Mark _australia said..
^^^ yeah agreed but what buggered us was
the strikes over no covered walkway to the dunny
knock off at 38.5deg
strike over one bloke who got sacked and probably deserved it
strike over a fridge in the lunch room at 4.5deg not 4.0 deg
OH&S stuff cos somebody got a sore finger so have to do a JSA and employ a consultant to show us how to bang a nail into wood
etc etc ad nauseum
nobody is saying we need to be like asia and treat workers like sh!t - but all the little bits have added up.

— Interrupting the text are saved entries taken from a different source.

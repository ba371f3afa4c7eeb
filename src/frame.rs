//! Redraw coalescing.
//!
//! Any number of redraw requests between two frames result in a single
//! draw. The host asks the windowing system for a frame only when the
//! scheduler goes from clean to dirty.

#[derive(Debug, Default)]
pub struct FrameScheduler {
    dirty: bool,
    frames_drawn: u64,
}

impl FrameScheduler {
    pub fn new() -> Self {
        Self::default()
    }

    /// Marks the view dirty. Returns `true` if a frame must be requested from
    /// the host, `false` if one is already pending.
    pub fn request(&mut self) -> bool {
        let newly_scheduled = !self.dirty;
        self.dirty = true;
        newly_scheduled
    }

    /// Called at the start of a host frame. Clears the dirty flag so requests
    /// made while drawing schedule the next frame.
    pub fn begin_frame(&mut self) {
        self.dirty = false;
        self.frames_drawn += 1;
    }

    pub fn frames_drawn(&self) -> u64 {
        self.frames_drawn
    }
}
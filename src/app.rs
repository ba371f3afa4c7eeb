//! Application window and OpenGL context management.
//!
//! This module handles window creation and OpenGL context setup. It keeps
//! platform/graphics concerns out of the viewer logic.

use std::num::NonZeroU32;
use std::sync::Arc;

use anyhow::{anyhow, Context};
use glutin::config::ConfigTemplateBuilder;
use glutin::context::{ContextApi, ContextAttributesBuilder, GlProfile, Version};
use glutin::display::GetGlDisplay;
use glutin::prelude::*;
use glutin::surface::{SurfaceAttributesBuilder, SwapInterval, WindowSurface};
use glutin_winit::DisplayBuilder;
use raw_window_handle::HasWindowHandle;
use winit::dpi::PhysicalSize;
use winit::event_loop::ActiveEventLoop;
use winit::window::{Window, WindowAttributes};

use crate::config::WindowConfig;

/// Result of window and GL context creation.
pub struct WindowContext {
    pub window: Window,
    pub gl_surface: glutin::surface::Surface<WindowSurface>,
    pub gl_context: glutin::context::PossiblyCurrentContext,
    pub gl: Arc<glow::Context>,
}

fn non_zero(value: u32) -> NonZeroU32 {
    NonZeroU32::new(value).unwrap_or(NonZeroU32::MIN)
}

/// Create a window with an OpenGL 3.3 core context.
pub fn create_window(event_loop: &ActiveEventLoop, config: &WindowConfig) -> anyhow::Result<WindowContext> {
    let window_attrs = WindowAttributes::default()
        .with_title(config.title.clone())
        .with_inner_size(PhysicalSize::new(config.width, config.height))
        .with_resizable(true);

    let template = ConfigTemplateBuilder::new().with_alpha_size(8);
    let display_builder = DisplayBuilder::new().with_window_attributes(Some(window_attrs));

    let (window, gl_config) = display_builder
        .build(event_loop, template, |configs| {
            configs
                .reduce(|accum, config| {
                    if config.num_samples() > accum.num_samples() {
                        config
                    } else {
                        accum
                    }
                })
                .expect("display offered no GL configs")
        })
        .map_err(|e| anyhow!("failed to create window: {}", e))?;

    let window = window.context("display builder returned no window")?;
    let window_handle = window.window_handle().context("window has no native handle")?;
    let gl_display = gl_config.display();

    let context_attrs = ContextAttributesBuilder::new()
        .with_context_api(ContextApi::OpenGl(Some(Version::new(3, 3))))
        .with_profile(GlProfile::Core)
        .build(Some(window_handle.as_raw()));

    let gl_context = unsafe {
        gl_display
            .create_context(&gl_config, &context_attrs)
            .context("failed to create OpenGL 3.3 context")?
    };

    let size = window.inner_size();
    let surface_attrs = SurfaceAttributesBuilder::<WindowSurface>::new().build(
        window_handle.as_raw(),
        non_zero(size.width),
        non_zero(size.height),
    );

    let gl_surface = unsafe {
        gl_display
            .create_window_surface(&gl_config, &surface_attrs)
            .context("failed to create window surface")?
    };

    let gl_context = gl_context
        .make_current(&gl_surface)
        .context("failed to make context current")?;

    if let Err(err) = gl_surface.set_swap_interval(&gl_context, SwapInterval::Wait(NonZeroU32::MIN)) {
        tracing::warn!("vsync unavailable: {}", err);
    }

    let gl = Arc::new(unsafe {
        glow::Context::from_loader_function_cstr(|s| gl_display.get_proc_address(s) as *const _)
    });

    {
        use glow::HasContext;
        let version = unsafe { gl.get_parameter_string(glow::VERSION) };
        tracing::info!(
            gl_version = %version,
            scale_factor = window.scale_factor(),
            width = size.width,
            height = size.height,
            "window created"
        );
    }

    Ok(WindowContext {
        window,
        gl_surface,
        gl_context,
        gl,
    })
}

/// Resize the GL surface to match the window size.
pub fn resize_surface(
    gl_surface: &glutin::surface::Surface<WindowSurface>,
    gl_context: &glutin::context::PossiblyCurrentContext,
    width: u32,
    height: u32,
) {
    if width > 0 && height > 0 {
        gl_surface.resize(gl_context, non_zero(width), non_zero(height));
    }
}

We are reaping what we have sown.
People seem to forget when the aussie dollar was 75c US, not on par, and we were still shutting steel mills and a car manufacturer pissed off overseas. You can't blame ONLY a strong dollar for Ford closing up
Australia is a resource rich country that could do anything but it is hamstrung by red tape, OH&S, militant unions (not saying unions are bad, just the militant attitude), over governance and a pussy attitude by workers.

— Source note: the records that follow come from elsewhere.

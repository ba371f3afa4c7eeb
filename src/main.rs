mod app;
mod camera;
mod cli;
mod config;
mod constants;
mod frame;
mod geometry;
mod input;
mod loader;
mod logger;
mod matrix;
mod renderer;

use std::path::PathBuf;
use std::sync::Arc;

use anyhow::Context;
use clap::Parser;
use glutin::prelude::*;
use glutin::surface::WindowSurface;
use winit::application::ApplicationHandler;
use winit::event::{ElementState, MouseButton, MouseScrollDelta, WindowEvent};
use winit::event_loop::{ActiveEventLoop, ControlFlow, EventLoop};
use winit::keyboard::{KeyCode, PhysicalKey};
use winit::window::{CursorIcon, Window, WindowId};

use camera::{Camera, ViewportSize};
use config::ViewerConfig;
use constants::DEFAULT_DATA_DIR;
use frame::FrameScheduler;
use geometry::MapGeometry;
use input::{CursorAffordance, InputEvent, InputState};
use loader::MapSources;
use renderer::{GeometryBuffers, Renderer};

fn main() -> anyhow::Result<()> {
    let cli = cli::Cli::parse();
    logger::init(cli.log_level.as_deref(), cli.log.as_deref())?;

    let config = ViewerConfig::load(cli.config.as_deref())?;
    let data_dir = cli
        .data_dir
        .clone()
        .or_else(|| config.data_dir.clone())
        .unwrap_or_else(|| PathBuf::from(DEFAULT_DATA_DIR));

    let _profiler = if cli.profile {
        puffin::set_scopes_on(true);
        let address = format!("127.0.0.1:{}", puffin_http::DEFAULT_PORT);
        let server = puffin_http::Server::new(&address)?;
        tracing::info!(%address, "serving profiler data");
        Some(server)
    } else {
        None
    };

    // Nothing is uploaded unless every source loads and validates.
    let geometry = loader::load_map(&MapSources::in_dir(&data_dir))
        .with_context(|| format!("cannot load map from {}", data_dir.display()))?;

    let event_loop = EventLoop::new()?;
    event_loop.set_control_flow(ControlFlow::Wait);
    let mut app = App::new(config, geometry);
    event_loop.run_app(&mut app)?;

    match app.failure {
        Some(err) => Err(err),
        None => Ok(()),
    }
}

struct App {
    config: ViewerConfig,
    geometry: MapGeometry,
    state: Option<ViewerState>,
    frames: FrameScheduler,
    failure: Option<anyhow::Error>,
}

struct ViewerState {
    // Window and GL
    window: Window,
    gl_surface: glutin::surface::Surface<WindowSurface>,
    gl_context: glutin::context::PossiblyCurrentContext,
    #[allow(dead_code)] // Keeps the context alive alongside the renderer
    gl: Arc<glow::Context>,

    // Rendering
    renderer: Renderer,
    buffers: GeometryBuffers,

    // View
    camera: Camera,
    input: InputState,
}

impl App {
    fn new(config: ViewerConfig, geometry: MapGeometry) -> Self {
        Self {
            config,
            geometry,
            state: None,
            frames: FrameScheduler::new(),
            failure: None,
        }
    }

    fn fail(&mut self, event_loop: &ActiveEventLoop, err: anyhow::Error) {
        tracing::error!("{:#}", err);
        self.failure = Some(err);
        event_loop.exit();
    }
}

impl ViewerState {
    fn new(event_loop: &ActiveEventLoop, config: &ViewerConfig, geometry: &MapGeometry) -> anyhow::Result<Self> {
        let app::WindowContext {
            window,
            gl_surface,
            gl_context,
            gl,
        } = app::create_window(event_loop, &config.window)?;

        let renderer = Renderer::new(gl.clone(), config.render_style())?;
        let buffers = GeometryBuffers::upload(&gl, geometry)?;
        tracing::info!(
            face_indices = buffers.face_index_count(),
            edge_indices = buffers.edge_index_count(),
            "geometry uploaded"
        );
        window.set_title(&format!(
            "{} ({} faces)",
            config.window.title,
            geometry.triangle_count()
        ));

        let size = window.inner_size();
        let camera = config.camera(ViewportSize::new(size.width, size.height));

        Ok(Self {
            window,
            gl_surface,
            gl_context,
            gl,
            renderer,
            buffers,
            camera,
            input: InputState::new(),
        })
    }

    fn draw(&mut self) {
        self.renderer
            .render(&self.buffers, self.camera.matrices(), self.camera.viewport);
        if let Err(err) = self.gl_surface.swap_buffers(&self.gl_context) {
            tracing::error!("failed to present frame: {}", err);
        }
    }
}

impl ApplicationHandler for App {
    fn resumed(&mut self, event_loop: &ActiveEventLoop) {
        if self.state.is_some() {
            return;
        }

        match ViewerState::new(event_loop, &self.config, &self.geometry) {
            Ok(state) => {
                // The CPU copy is no longer needed once it lives on the GPU.
                self.geometry = MapGeometry::default();
                if self.frames.request() {
                    state.window.request_redraw();
                }
                self.state = Some(state);
            }
            Err(err) => self.fail(event_loop, err),
        }
    }

    fn window_event(&mut self, event_loop: &ActiveEventLoop, _id: WindowId, event: WindowEvent) {
        let state = match &mut self.state {
            Some(s) => s,
            None => return,
        };

        let input_event = match event {
            WindowEvent::CloseRequested => {
                event_loop.exit();
                None
            }
            WindowEvent::Resized(size) => {
                app::resize_surface(&state.gl_surface, &state.gl_context, size.width, size.height);
                Some(InputEvent::Resized {
                    width: size.width,
                    height: size.height,
                })
            }
            WindowEvent::KeyboardInput { event, .. } => {
                match (event.state, event.physical_key) {
                    (ElementState::Pressed, PhysicalKey::Code(KeyCode::Escape)) => {
                        event_loop.exit();
                        None
                    }
                    (ElementState::Pressed, PhysicalKey::Code(KeyCode::Home | KeyCode::KeyR)) => {
                        Some(InputEvent::ResetView)
                    }
                    _ => None,
                }
            }
            WindowEvent::CursorMoved { position, .. } => Some(InputEvent::PointerMoved {
                x: position.x,
                y: position.y,
            }),
            WindowEvent::CursorLeft { .. } => Some(InputEvent::PointerLeft),
            WindowEvent::MouseInput {
                state: ElementState::Pressed,
                button: MouseButton::Left,
                ..
            } => Some(InputEvent::PrimaryPressed),
            WindowEvent::MouseInput {
                state: ElementState::Released,
                button: MouseButton::Left,
                ..
            } => Some(InputEvent::PrimaryReleased),
            WindowEvent::MouseWheel { delta, .. } => {
                // Browser convention: positive delta scrolls down and zooms out.
                let delta_y = match delta {
                    MouseScrollDelta::LineDelta(_, y) => -(y as f64) * self.config.view.wheel_line_delta,
                    MouseScrollDelta::PixelDelta(pos) => -pos.y,
                };
                Some(InputEvent::Wheel { delta_y })
            }
            WindowEvent::RedrawRequested => {
                puffin::GlobalProfiler::lock().new_frame();
                self.frames.begin_frame();
                state.draw();
                tracing::trace!(frame = self.frames.frames_drawn(), "frame drawn");
                None
            }
            _ => None,
        };

        let Some(input_event) = input_event else {
            return;
        };
        let result = input::handle_event(&mut state.input, &mut state.camera, input_event);

        if let Some(cursor) = result.cursor {
            state.window.set_cursor(match cursor {
                CursorAffordance::Default => CursorIcon::Default,
                CursorAffordance::Grabbing => CursorIcon::Grabbing,
            });
        }
        if result.redraw && self.frames.request() {
            state.window.request_redraw();
        }
    }
}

I think a lot of people prefer to buy imported cars. I don't know if this is a style choice, a price choice, or a perceived (or real) quality choice. Going back a few decades, I don't think this was such a big thing.
All around me I see (
dead people) lots of new cars, and very few of them appear to be Holdens or Fords.
Imported cars are cheaper, probably because of the AUD as much as anything else, and people obviously have shifted from buying locally made to imported.
I find it troubling that people associate Falcons or even Commodores with taxis. Gee, I wonder what they use in Germany and Austria as taxis? There even seems to be some status in not owning an Australian car.
Again, I am impressed with the build quality of Aussie cars. You hear of problems, but you hear that with all cars, and usually proportionate to the number of them sold. VW Transporter transmissions anyone? Ford (UK) Transit turbo diesels anyone?
If working conditions are the problem, what extra percentage would it add to the cost of a brand new car?
I've lost track where I read this (here?) but if Ford sell 15,000 new Falcons a year, then approximately $5,000 of that price is for R&D. If you sold 30,000 or 45,000 a year, then obviously the R&D is only $2.5k or $1.7k. So, the number sold, really does make a difference.
On another site people were saying that Ford should have produced cars more suited to most buyers. I don't know how they could have done this, with such a small market. They already sell from small up to large cars, so what else is missing?